医薬品の供給不安問題が長期化している。最近公表された厚生労働省の2024年度診療報酬改定の結果検証にかかる特別調査でも、昨年11月における後発品の供給状況が23年11月時点に比べて「悪化した」と答えた薬局が全体の約4割に上ることが判明した。一般診療所、病院でも23年6月時点に比べ「悪化した」との回答がそれぞれ53.4%、63.3%に達し、医薬品不足の深刻化がうかがえる結果となった。
国民も供給不安問題に関心を持っているようだ。日本製薬工業協会がまとめた生活者意識調査の結果では、医療現場での後発品などの供給不安問題について「影響があり、身近な問題と感じる」との回答が40.0%に上った。この問題の要因と解決については、「製薬産業の努力に加え、国の制度・市場環境を含めた対応が必要で、早期の解決は難しい」との回答が60.3%となった。
こうした状況に対応しようと、製薬業界も解決に向けた様々な対策を講じている。一例として、日本ジェネリック製薬協会は、出荷調整などで医薬品の供給不足の恐れが生じた場合、新たに対応策の事例集を作成する考えを示している。将来的な事案発生の予防や早期解決への一助にするためとしており、同協会が設置する「安定供給責任者会議」で検討を始めるという。
一方の政府は、今国会で審議中の医薬品医療機器等法改正案において、安定供給体制確保に向けた体制整備を強化するため、特定医薬品供給体制管理責任者の設置の義務づけや、医薬品の出荷停止の届出義務づけ、供給不足時の増産など必要な協力の要請等を法定化することで対応していきたい考えである。

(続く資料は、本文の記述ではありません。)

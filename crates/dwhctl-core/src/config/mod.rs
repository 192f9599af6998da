//! Configuration loading and validation

mod error;
mod settings;

pub use error::{ConfigError, Result};
pub use settings::{AwsSettings, ClusterSettings, ProbeSettings, ProvisionSettings, Settings};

しかし、現場からは、法改正で医薬品供給問題の何かが変わるわけではないとの冷ややかな意見もある。今後、夏頃から26年度薬価制度改革に向けた議論がスタートするが、24年度薬価制度改革で安定供給確保に一定の対応がなされたものの、やはり根本的な薬価制度の見直しとセットでようやく供給不足解消に向けた一歩が踏み出せるのではないだろうか。
実際、本紙が製薬各社に実施した25年度中間年薬価改定に関するアンケートで、26年度薬価制度改革に向けた課題を聞いたところ、回答34社のうち約半数の16社が安定供給をより確実にする薬価制度改革を求めていた。採算性を悪化させる物価、原材料費の高騰に十分対応できていないとの悲鳴が上がる。
今冬にはインフルエンザやかぜのシーズンが再びやってくる。昨年同様、去痰剤や咳止めをはじめ様々な医薬品の不足が容易に予想され、国民もまた医薬品不足を実感することになるだろう。
業界も政府も策を講じてはいるが、薬価という最大の問題を解決しなければならないのは明らかだ。26年度薬価制度改革が供給不安解消の試金石となるか注目したい。